Apr 01, 2024 10:00 PM IST

It is important that the law be restated by the Supreme Court from time to time, to prevent the frivolous weaponisation of the obscenity law in cases like this.

In mid-March, the Supreme Court (SC) handed down a judgment quashing criminal legal proceedings that had been initiated against the makers of the web-series, College Romance, under the provisions of the Information Technology Act. The criminal complaint had been initially registered in 2019 by an individual, on the purported basis that in an episode of the web-series, characters were depicted engaging in profanities and vulgar language. Despite the police filing a report stating that no case had been made out, the magistrate directed the registration of an FIR against the makers of the series.

The Supreme Court (HT FILE PHOTO)
The Supreme Court (HT FILE PHOTO)

After unsuccessful attempts before the trial courts, the series makers eventually approached the Delhi high court, asking that the criminal proceedings be quashed. They argued that — as the name suggested — College Romance was a light-hearted take upon the trials and tribulations in the lives of contemporary college-going students in urban India. The language used was nothing more than a reflection of how such students (sometimes) talk and had to be understood in its context. It was neither “obscene” within the meaning of the law, nor “sexually explicit.”

In a judgment handed down in 2023, the HC, however, refused to entertain the petition and directed the registration of the FIR against the series-makers. The reasoning of the HC was striking. It held that the conversation between two characters that included a description of male and female genitalia, and of sexual acts could “deprave and corrupt” impressionable minds. The HC also noted that in order to assess the language used, it had to watch the series in judicial chambers with headphones, because the language was such that it could not be played aloud in the atmosphere of the courtroom.
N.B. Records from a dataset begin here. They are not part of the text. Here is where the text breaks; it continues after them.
//! cpkg.json manifest parsing and persistence.
//!
//! The manifest records a project's name and the packages it depends on:
//!
//! ```json
//! {
//!     "name": "demo",
//!     "dependencies": [
//!         "zlib",
//!         "glfw"
//!     ]
//! }
//! ```
//!
//! Dependencies keep their insertion order and may repeat. The file is
//! rewritten in full on every save; there is no locking, so two processes
//! mutating the same manifest race and the last writer wins.

use std::io;
use std::path::{Path, PathBuf};

use serde::{Deserialize, Serialize};
use thiserror::Error;

/// Manifest file name, looked up in the project directory.
pub const MANIFEST_NAME: &str = "cpkg.json";

/// Errors from manifest access.
#[derive(Debug, Error)]
pub enum ManifestError {
    #[error("{} not found", path.display())]
    NotFound { path: PathBuf },

    #[error("{} is malformed", path.display())]
    Corrupt {
        path: PathBuf,
        #[source]
        source: serde_json::Error,
    },

    #[error("failed to access {}", path.display())]
    Storage {
        path: PathBuf,
        #[source]
        source: io::Error,
    },
}

/// A project manifest.
#[derive(Debug, Clone, PartialEq, Serialize, Deserialize)]
pub struct Manifest {
    /// Project name, also used as the output executable name
    pub name: String,

    /// Declared dependencies in manifest order (duplicates allowed)
    pub dependencies: Vec<String>,

    /// Fields Modulo does not know about, preserved across rewrites
    #[serde(flatten)]
    pub extra: serde_json::Map<String, serde_json::Value>,
}

impl Manifest {
    /// Create a manifest with no dependencies.
    pub fn new(name: impl Into<String>) -> Self {
        Manifest {
            name: name.into(),
            dependencies: Vec::new(),
            extra: serde_json::Map::new(),
        }
    }

    /// Load a manifest from disk.
    pub fn load(path: &Path) -> Result<Self, ManifestError> {
        let content = std::fs::read_to_string(path).map_err(|source| {
            if source.kind() == io::ErrorKind::NotFound {
                ManifestError::NotFound {
                    path: path.to_path_buf(),
                }
            } else {
                ManifestError::Storage {
                    path: path.to_path_buf(),
                    source,
                }
            }
        })?;

        Self::parse(&content, path)
    }

    /// Parse manifest content. `path` is only used for error messages.
    pub fn parse(content: &str, path: &Path) -> Result<Self, ManifestError> {
        serde_json::from_str(content).map_err(|source| ManifestError::Corrupt {
            path: path.to_path_buf(),
            source,
        })
    }

    /// Serialize with four-space indentation and a trailing newline.
    pub fn to_json(&self) -> Result<Vec<u8>, serde_json::Error> {
        let mut buf = Vec::new();
        let formatter = serde_json::ser::PrettyFormatter::with_indent(b"    ");
        let mut ser = serde_json::Serializer::with_formatter(&mut buf, formatter);
        self.serialize(&mut ser)?;
        buf.push(b'\n');
        Ok(buf)
    }

    /// Write the manifest, replacing whatever is at `path`.
    pub fn save(&self, path: &Path) -> Result<(), ManifestError> {
        let storage = |source: io::Error| ManifestError::Storage {
            path: path.to_path_buf(),
            source,
        };

        let bytes = self.to_json().map_err(|e| storage(e.into()))?;
        std::fs::write(path, bytes).map_err(storage)
    }

    /// Append a dependency. Duplicates are kept.
    pub fn add_dependency(&mut self, name: impl Into<String>) {
        self.dependencies.push(name.into());
    }

    /// Remove the first occurrence of `name`, keeping the order of the rest.
    ///
    /// Returns false if `name` is not a dependency.
    pub fn remove_dependency(&mut self, name: &str) -> bool {
        match self.dependencies.iter().position(|dep| dep == name) {
            Some(index) => {
                self.dependencies.remove(index);
                true
            }
            None => false,
        }
    }
}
The court went on to hold that profanities and vulgar language could not be said to be the “new normal”, and that therefore, it was important to preserve “linguistic morality”.

The Supreme Court found that the high court’s reasoning was flawed on every count. In particular, it is important to note that the law on obscenity in India has evolved over the last few decades. In the 1960s, while upholding a ban on the famous book, Lady Chatterley’s Lover, the Supreme Court adopted the Victorian-era “Hicklin test”, which asked whether a particular piece of art had the tendency of corrupting the morals, or depraving the person into whose hands it might fall. Importantly, the Hicklin test was predicated on taking the point of view of precisely that constituency most open to “moral corruption” (whatever that meant). Strikingly, the Supreme Court adopted this century-old test at the precise moment that England, the country of its birth, was moving away from it!

In the intervening years, however, the Supreme Court has incrementally liberalised the law of obscenity, in the context of the right to freedom of speech and expression. It has clarified that the correct test is not that of causing depravity or moral corruption, but whether the piece of art in question is “lascivious”, or appeals solely to the “prurient interest”. One may ask what, particularly, is so wrong with appealing to the prurient interest that the criminal law has to step in, but at the very least, this test (which is drawn from US jurisprudence) is more protective of free speech than the depravity/corruption test. The SC has also held it is the perspective of the “reasonable, strong-minded person” that must be applied to determine the effect that the piece of art has on people.

Applying these tests, it was straightforward for the Supreme Court to find that the high court had committed serious errors in its analysis. As the Supreme Court noted, the high court had asked the “wrong question,” and had therefore arrived at the “wrong answer.” The question was not whether, indeed, the language used in the web series was commonly used by the contemporary youth, or whether the language was so profane that it could not be heard aloud in open court; the question, rather, was whether the series, taken as a whole, was solely intended to appeal to the prurient interest. On this, as the Supreme Court correctly noted, “while a person may find vulgar and expletive-filled language to be distasteful, unpalatable, uncivil, and improper, that by itself is not sufficient to be ‘obscene’.” Specifically, as the show was “a light-hearted show on the college lives of young students, it is clear that the use of these terms is not related to sex and does not have any sexual connotation.”

The high court’s judgment was, therefore, set aside. While, at one level, the Supreme Court’s judgment is a restatement of the basic law on obscenity, it is also important that the law be restated by the Court from time to time, to prevent the frivolous weaponisation of the obscenity law in cases like this.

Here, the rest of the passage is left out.